Pertanto il motivo va rigettato.

Con il secondo motivo il ricorrente deduce che non sarebbe stato allegato all’avviso di accertamento il prospetto sulle analisi comparativi su imprese similari per arrivare alla definizione delle medie di settore.

Il rinvio operato dalla Agenzia, nell’avviso di accertamento, ai prospetti sulle analisi circa il ricarico applicato, implicava che era stato comunque indicato il contenuto degli stessi, sicchè non era necessario la sua allegazione, avendo enunciato in sostanza i criteri in base ai quali era operata la rideterminazione del reddito, mettendo il contribuente in condizione di conoscere il criterio di valutazione adottato, e quindi in condizione di contestare e documentare l’infondatezza della pretesa erariale.

Inoltre, come si è detto in precedenza, l’individuazione della percentuale di ricarico è avvenuta sulla base di atti provenienti dalla parte e non solo sui predetti prospetti.

Pertanto anche tale motivo va rigettato.

Con il terzo motivo la parte ricorrente si duole della violazione di legge essendo stata avallata una rettifica induttiva sulla base di medie settoriali.
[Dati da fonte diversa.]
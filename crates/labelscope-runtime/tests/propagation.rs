//! End-to-end propagation through the scheduler boundary.

use std::sync::{Arc, Barrier};
use std::thread;

use assert_matches::assert_matches;
use labelscope_core::{Capability, ContextId, LabelError, LabelValue, Lookup, Override};
use labelscope_runtime::{
    ContextHooks, HostCapabilities, LabeledTask, Registry, RegistryConfig, RunNotifications,
};

// ─────────────────────────────────────────────────────────────────────────────
// Helpers
// ─────────────────────────────────────────────────────────────────────────────

fn bound() -> Registry {
    let reg = Registry::new(RegistryConfig::default());
    assert!(reg.bind_host(HostCapabilities::full()));
    reg
}

fn text(reg: &Registry, key: &str) -> Option<String> {
    reg.cur_labels()
        .unwrap()
        .get(key)
        .value()
        .and_then(LabelValue::as_str)
        .map(str::to_owned)
}

/// Run `work` as context `ctx`, bracketed the way the bundled adapters do.
fn run_as<R>(reg: &Registry, ctx: ContextId, work: impl FnOnce() -> R) -> R {
    reg.on_before_run(ctx);
    let out = work();
    reg.on_after_run(ctx);
    out
}

/// Create a context from whatever is running now.
fn spawn(reg: &Registry) -> ContextId {
    let child = reg.next_context_id();
    reg.on_create(child, reg.current_context());
    child
}

// ─────────────────────────────────────────────────────────────────────────────
// Scoped application
// ─────────────────────────────────────────────────────────────────────────────

#[test]
fn single_scope_applies_then_restores() {
    let reg = bound();
    reg.with_labels([("a", "1")], || {
        assert_eq!(text(&reg, "a").as_deref(), Some("1"));
        assert_eq!(reg.cur_labels().unwrap().len(), 1);
    })
    .unwrap();
    assert!(reg.cur_labels().unwrap().is_empty());
}

#[test]
fn nested_scope_shadows_then_unwinds() {
    let reg = bound();
    reg.with_labels([("a", "1")], || {
        reg.with_labels([("a", "2")], || {
            assert_eq!(text(&reg, "a").as_deref(), Some("2"));
        })
        .unwrap();
        assert_eq!(text(&reg, "a").as_deref(), Some("1"));
    })
    .unwrap();
}

#[test]
fn missing_capability_leaves_other_registries_alone() {
    let working = bound();
    let before = working
        .with_label("a", "1", || working.cur_labels().unwrap())
        .unwrap();

    let broken = Registry::new(RegistryConfig::default());
    let err = broken.with_labels([("a", "1")], || ()).unwrap_err();
    assert_matches!(
        err,
        LabelError::CapabilityMissing {
            capability: Capability::ContextTracking,
            ..
        }
    );

    assert_eq!(before.get("a").value(), Some(&LabelValue::from("1")));
    assert!(working.cur_labels().unwrap().is_empty());
}

#[test]
fn absent_and_unset_are_distinct() {
    let reg = bound();
    reg.with_labels([("gone", Override::Delete)], || {
        let labels = reg.cur_labels().unwrap();
        assert_eq!(labels.get("gone"), Lookup::Absent);
        assert_eq!(labels.get("never"), Lookup::Unset);
        assert!(labels.materialize().is_empty());
    })
    .unwrap();
}

// ─────────────────────────────────────────────────────────────────────────────
// Inheritance
// ─────────────────────────────────────────────────────────────────────────────

#[test]
fn child_snapshots_labels_at_creation() {
    let reg = bound();
    let parent = spawn(&reg);
    let child = run_as(&reg, parent, || {
        reg.with_label("req", "r1", || spawn(&reg)).unwrap()
    });

    // The parent's scope has ended, the child still carries the snapshot.
    assert!(reg.labels_of(parent).unwrap().is_empty());
    run_as(&reg, child, || {
        assert_eq!(text(&reg, "req").as_deref(), Some("r1"));
    });

    // Later changes in the parent do not reach an existing child.
    run_as(&reg, parent, || {
        reg.with_label("req", "r2", || {
            run_as(&reg, child, || assert_eq!(text(&reg, "req").as_deref(), Some("r1")));
        })
        .unwrap();
    });
}

#[test]
fn siblings_are_isolated() {
    let reg = bound();
    let a = spawn(&reg);
    let b = spawn(&reg);
    run_as(&reg, a, || {
        reg.with_label("who", "a", || {
            run_as(&reg, b, || {
                assert_eq!(reg.cur_labels().unwrap().get("who"), Lookup::Unset);
            });
            assert_eq!(text(&reg, "who").as_deref(), Some("a"));
        })
        .unwrap();
    });
}

#[test]
fn deleted_key_stays_absent_in_descendants() {
    let reg = bound();
    let parent = spawn(&reg);
    let child = run_as(&reg, parent, || {
        reg.with_label("tenant", "acme", || {
            reg.with_labels([("tenant", Override::Delete)], || spawn(&reg))
                .unwrap()
        })
        .unwrap()
    });
    assert_eq!(reg.labels_of(child).unwrap().get("tenant"), Lookup::Absent);
}

#[test]
fn before_each_resume_hosts_switch_contexts() {
    let reg = Registry::new(RegistryConfig::default());
    assert!(reg.bind_host(HostCapabilities {
        context_tracking: true,
        run_notifications: RunNotifications::BeforeEachResume,
    }));
    let a = spawn(&reg);
    let b = spawn(&reg);
    reg.on_before_run(a);
    reg.with_label("k", "a", || ()).unwrap();
    reg.on_before_run(b);
    assert_eq!(reg.current_context(), b);
    assert!(reg.cur_labels().unwrap().is_empty());
    reg.on_before_run(a);
    assert!(reg.cur_labels().unwrap().is_empty());
    assert_eq!(reg.stats().stale_events, 0);
}

#[test]
fn tasks_polled_on_different_threads_do_not_see_each_others_scopes() {
    let reg = Arc::new(bound());
    let paused = Barrier::new(2);
    let checked = Barrier::new(2);

    let inner = Arc::clone(&reg);
    let task_a = LabeledTask::new(Arc::clone(&reg), async {
        inner
            .with_label("who", "task-a", || {
                paused.wait();
                checked.wait();
                text(&inner, "who")
            })
            .unwrap()
    });
    let inner = Arc::clone(&reg);
    let task_b = LabeledTask::new(Arc::clone(&reg), async {
        paused.wait();
        let seen = Box::leak(Box::new(inner.cur_labels().unwrap())).get("who");
        checked.wait();
        seen
    });

    let (a_saw, b_saw) = thread::scope(|s| {
        let a = s.spawn(|| futures::executor::block_on(task_a));
        let b = s.spawn(|| futures::executor::block_on(task_b));
        (a.join().unwrap(), b.join().unwrap())
    });
    assert_eq!(a_saw.as_deref(), Some("task-a"));
    assert_eq!(b_saw, Lookup::Unset);
    assert_eq!(reg.stats().stale_events, 0);
    assert!(reg.labels_of(ContextId::ROOT).unwrap().is_empty());
}

// ─────────────────────────────────────────────────────────────────────────────
// Resources
// ─────────────────────────────────────────────────────────────────────────────

#[test]
fn create_destroy_cycles_do_not_leak() {
    let reg = bound();
    let baseline = reg.stats();
    let parent = spawn(&reg);
    run_as(&reg, parent, || {
        reg.with_label("job", "batch", || {
            for _ in 0..10_000 {
                let child = spawn(&reg);
                run_as(&reg, child, || {
                    reg.with_label("step", 1, || ()).unwrap();
                });
                reg.on_destroy(child);
            }
        })
        .unwrap();
    });
    reg.on_destroy(parent);

    let stats = reg.stats();
    assert_eq!(stats.live, baseline.live);
    assert_eq!(stats.published, baseline.published);
    assert_eq!(stats.created, 10_001);
    assert_eq!(stats.destroyed, 10_001);
    assert_eq!(stats.stale_events, 0);
    assert!(stats.retired <= reg.config().retire_depth);
}

#[test]
fn dedup_shares_identical_scopes() {
    let reg = bound();
    let first = reg.with_label("k", "v", || reg.cur_labels().unwrap()).unwrap();
    let second = reg.with_label("k", "v", || reg.cur_labels().unwrap()).unwrap();
    assert!(first.ptr_eq(&second));
    assert!(reg.stats().interned >= 1);
}

#[test]
fn snapshot_lists_live_contexts() {
    let reg = bound();
    let child = spawn(&reg);
    run_as(&reg, child, || {
        reg.with_labels([("tenant", LabelValue::from("acme")), ("retry", LabelValue::from(2))], || {
            insta::assert_json_snapshot!(reg.snapshot(), @r#"
            [
              {
                "context": 1,
                "parent": null,
                "published": true,
                "labels": {}
              },
              {
                "context": 2,
                "parent": 1,
                "published": true,
                "labels": {
                  "retry": 2.0,
                  "tenant": "acme"
                }
              }
            ]
            "#);
        })
        .unwrap();
    });
}

// ─────────────────────────────────────────────────────────────────────────────
// Adapters
// ─────────────────────────────────────────────────────────────────────────────

#[tokio::test]
async fn spawned_tasks_carry_labels_from_spawn_site() {
    let reg = Arc::new(bound());
    let handles: Vec<_> = ["eu", "us"]
        .into_iter()
        .map(|region| {
            let inner = Arc::clone(&reg);
            let task = reg
                .with_label("region", region, || {
                    LabeledTask::new(Arc::clone(&reg), async move {
                        tokio::task::yield_now().await;
                        inner.cur_labels().unwrap()
                    })
                })
                .unwrap();
            tokio::spawn(task)
        })
        .collect();

    let mut regions = Vec::new();
    for handle in handles {
        let labels = handle.await.unwrap();
        regions.push(labels.get("region").value().cloned());
    }
    assert_eq!(
        regions,
        [Some(LabelValue::from("eu")), Some(LabelValue::from("us"))]
    );
    assert_eq!(reg.stats().live, 1);
}

#[tokio::test]
async fn async_scope_wraps_each_poll() {
    let reg = Arc::new(bound());
    let inner = Arc::clone(&reg);
    let seen = labelscope_runtime::asynchronous::with_label(
        Arc::clone(&reg),
        "phase",
        "io",
        async move {
            tokio::task::yield_now().await;
            inner.cur_labels().unwrap()
        },
    )
    .await
    .unwrap();
    assert_eq!(seen.get("phase").value(), Some(&LabelValue::from("io")));
    assert!(reg.cur_labels().unwrap().is_empty());
}

// ─────────────────────────────────────────────────────────────────────────────
// External reader
// ─────────────────────────────────────────────────────────────────────────────

#[cfg(target_os = "linux")]
mod surface {
    use labelscope_runtime::{ProcMemory, SurfaceReader};

    use super::*;

    #[test]
    fn reader_sees_running_context_labels() {
        let reg = bound();
        let ctx = spawn(&reg);
        run_as(&reg, ctx, || {
            reg.with_labels([("tenant", "acme"), ("route", "/orders")], || {
                let reader =
                    SurfaceReader::attach(ProcMemory::current().unwrap(), reg.header_addr()).unwrap();

                let current = reader.current().unwrap();
                assert_eq!(current.context, Some(ctx));
                let keys: Vec<&str> = current.labels.iter().map(|l| &*l.key).collect();
                assert_eq!(keys, ["route", "tenant"]);

                let by_id = reader.labels_for(ctx).unwrap();
                assert_eq!(by_id, current.labels);

                let ids: Vec<ContextId> = reader.contexts().unwrap().into_iter().map(|(id, _)| id).collect();
                assert!(ids.contains(&ContextId::ROOT));
                assert!(ids.contains(&ctx));
            })
            .unwrap();
        });
    }

    #[test]
    fn reader_misses_destroyed_context() {
        let reg = bound();
        let ctx = spawn(&reg);
        reg.on_destroy(ctx);
        let reader = SurfaceReader::attach(ProcMemory::current().unwrap(), reg.header_addr()).unwrap();
        assert_matches!(
            reader.labels_for(ctx),
            Err(labelscope_core::SurfaceError::NotFound(id)) if id == ctx
        );
    }
}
Anche tale motivo va rigettato. Nel caso non vi è stata alcuna violazione di legge da parte del giudice di gravame, avendo applicato l’orientamento della giurisprudenza di legittimità, a cui il collegio intende dare continuità, secondo cui, nelle ipotesi di omessa presentazione della dichiarazione da parte del contribuente come nel caso in esame, la legge abilita l’ufficio delle imposte a servirsi di qualsiasi elemento probatorio ai fini dell’accertamento del reddito e, quindi, a determinarlo anche con metodo induttivo ed anche utilizzando, in deroga alla regola generale, presunzioni semplici prive dei requisiti di cui al D.P.R. 29 settembre 1973, n. 600, art. 39, comma 2, sul presupposto dell’inferenza probatoria dei fatti costitutivi della pretesa tributaria ignoti da quelli noti (vedi Cass. n. 5228/2012 e Cass. n. 7258/2017). Pertanto, l’ufficio partendo dai dati di bilancio ed in particolare tenendo conto delle fatture di acquisto, e della incongruenza dei corrispettivi dichiarati con iva inferiore a quella ordinaria del 20%, ha ricostruito la pretesa tributaria applicando il ricarico del 130% (ridotto dal giudice di primo grado al no%), applicando legittimamente la prova presuntiva, sicchè incombeva sul contribuente l’onere di dedurre e provare i fatti impeditivi, modificativi o estintivi della predetta pretesa” (cfr., ex plurimis, Cass., sez. trib., 03/10/2007, n. 20708) cosa non avvenuta. Ne consegue che la sentenza impugnata, confermando il quantum specificato dalla sentenza di i grado, sulla base delle presunzioni semplici, che il giudice ha anche preso in considerazione, per ritenerle legittime, sebbene le stesse, proprio per la mancanza della dichiarazione potevano addirittura essere prive del requisito della gravità, precisione e concordanza ai sensi del D.P.R. n. 600 del 1973, art. 41, comma 2, impone di respingere il motivo.

Le spese seguono la soccombenza e liquidate come da dispositivo.

P.Q.M.

La Corte rigetta il ricorso e condanna il ricorrente al pagamento delle spese processuali liquidate in Euro 5200 oltre spese prenotate a debito.

Così deciso in Roma, il 26 novembre 2019.